[NP-Clinical] help from derm experts
Andy Craig
aec-618 at carolina.rr.com
Fri May 11 08:15:54 PDT 2007
"Me too"! that sounds like a Powerpoint I'd like to see!
And while we're tapping your brain, what do you think about this: I have a
couple of patients who have minimal onchomycotic-appearing changes in 1
toenail only. I'm leery about rx oral antifungals for just one nail,
especially if they are older or on lots of other meds. I hear that the
topical (Penlac) doesn't work well, though I haven't seen it being used long
enough on enough patients to form an opinion of my own yet. So--what do you
think about surgical removal of the one affected toenail, with or without a
short burst (2-4 weeks?) of oral ketoconazole? I typically use 200 to 400
mg daily. It's what we have here at our pharmacy and it's cheap. Your
thoughts?
Andy Craig, NP
Charlotte, NC
-----Original Message-----
From: np-clinical-bounces at nurse.net [mailto:np-clinical-bounces at nurse.net]
On Behalf Of Theodore Scott
Sent: Friday, May 11, 2007 1:48 AM
To: 'NP Clinical'
Subject: RE: [NP-Clinical] help from derm experts
Well the easiest way to think of the most common pathogens we see is to
classify them into three groups based on shape when you do the KOH prep.

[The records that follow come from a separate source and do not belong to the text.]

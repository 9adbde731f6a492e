//! 분석 드라이버 -- 소스에서 라인을 순차적으로 읽어 집계기에 밀어 넣습니다.
//!
//! # 흐름
//! ```text
//! LogSource -> next_line -> StatisticsAggregator::ingest -> ... -> LogStatistics
//!                  ^
//!          CancellationToken (라인 사이에서 확인)
//! ```
//!
//! 라인 읽기만 대기 지점이며, 취소 신호가 오면 그때까지 누적된
//! 일관된 부분 집계를 반환합니다.

use tokio::io::{AsyncBufRead, AsyncBufReadExt};
use tokio_util::sync::CancellationToken;
use tracing::{debug, info, warn};

use crate::aggregator::StatisticsAggregator;
use crate::config::AnalyzerConfig;
use crate::error::LogAnalyzerError;
use crate::source::LogSource;
use crate::stats::LogStatistics;

/// 분석 결과
#[derive(Debug, Clone)]
pub struct AnalysisOutcome {
    /// 최종(또는 부분) 집계
    pub statistics: LogStatistics,
    /// 취소 신호로 소스 끝에 도달하기 전에 멈췄는지 여부
    pub stopped_early: bool,
}

/// 로그 분석기
///
/// # 사용 예시
/// ```no_run
/// # async fn example() -> Result<(), chatfood_log_analyzer::LogAnalyzerError> {
/// use chatfood_log_analyzer::{AnalyzerConfig, LogAnalyzer, LogSource};
/// use tokio_util::sync::CancellationToken;
///
/// let analyzer = LogAnalyzer::new(AnalyzerConfig::default());
/// let outcome = analyzer
///     .analyze_source(&LogSource::from_arg("logs/chatfood.log"), CancellationToken::new())
///     .await?;
/// println!("{} lines", outcome.statistics.total_lines);
/// # Ok(())
/// # }
/// ```
#[derive(Debug, Clone, Default)]
pub struct LogAnalyzer {
    config: AnalyzerConfig,
}

impl LogAnalyzer {
    /// 새 분석기를 생성합니다.
    pub fn new(config: AnalyzerConfig) -> Self {
        Self { config }
    }

    /// 분석기 설정을 반환합니다.
    pub fn config(&self) -> &AnalyzerConfig {
        &self.config
    }

    /// 소스를 열고 끝까지(또는 취소될 때까지) 분석합니다.
    pub async fn analyze_source(
        &self,
        source: &LogSource,
        cancel: CancellationToken,
    ) -> Result<AnalysisOutcome, LogAnalyzerError> {
        let reader = source.open().await?;
        info!(source = %source, "log analysis started");
        self.analyze_reader(reader, cancel).await
    }

    /// 임의의 비동기 리더에서 라인을 읽어 분석합니다.
    ///
    /// 줄 끝의 `\n` / `\r\n`은 제거된 뒤 집계기에 전달됩니다.
    /// 읽기 실패(잘못된 UTF-8 포함)는 [`LogAnalyzerError::Ingestion`]으로 반환됩니다.
    pub async fn analyze_reader<R>(
        &self,
        reader: R,
        cancel: CancellationToken,
    ) -> Result<AnalysisOutcome, LogAnalyzerError>
    where
        R: AsyncBufRead + Unpin,
    {
        let mut aggregator = StatisticsAggregator::new()?;
        let mut lines = reader.lines();
        let mut stopped_early = false;

        loop {
            tokio::select! {
                biased;
                _ = cancel.cancelled() => {
                    warn!(
                        lines = aggregator.lines_ingested(),
                        "log analysis stopped before end of source"
                    );
                    stopped_early = true;
                    break;
                }
                result = lines.next_line() => {
                    match result {
                        Ok(Some(line)) => {
                            aggregator.ingest(&line);
                            self.report_progress(aggregator.lines_ingested());
                        }
                        Ok(None) => break,
                        Err(e) => {
                            return Err(LogAnalyzerError::Ingestion {
                                line: aggregator.lines_ingested() + 1,
                                source: e,
                            });
                        }
                    }
                }
            }
        }

        let statistics = aggregator.into_statistics();
        info!(
            total_lines = statistics.total_lines,
            errors = statistics.level_counts.error,
            stopped_early,
            "log analysis finished"
        );

        Ok(AnalysisOutcome {
            statistics,
            stopped_early,
        })
    }

    fn report_progress(&self, lines: u64) {
        let interval = self.config.progress_interval;
        if interval > 0 && lines % interval == 0 {
            debug!(lines, "log analysis progress");
        }
    }
}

Hyphae, the long thin branching forms, are usually dermatophytes, typically
seen in Tinea pedis, cruris, or corporis. Budding yeast forms are usually
Candida and this can be found in thrush, vaginitis, intertrigo etc. When
you have Hyphae and spores "Spaghetti and Meatballs", you are looking at
Pityrosporum ovale aka Malassezia furfur which causes Tinea versicolor and
probably seborrheic dermatitis. If you have a large inbox I can sen you a
POWERPoint I presented to our NP/PA group on the subject (about 4 MB).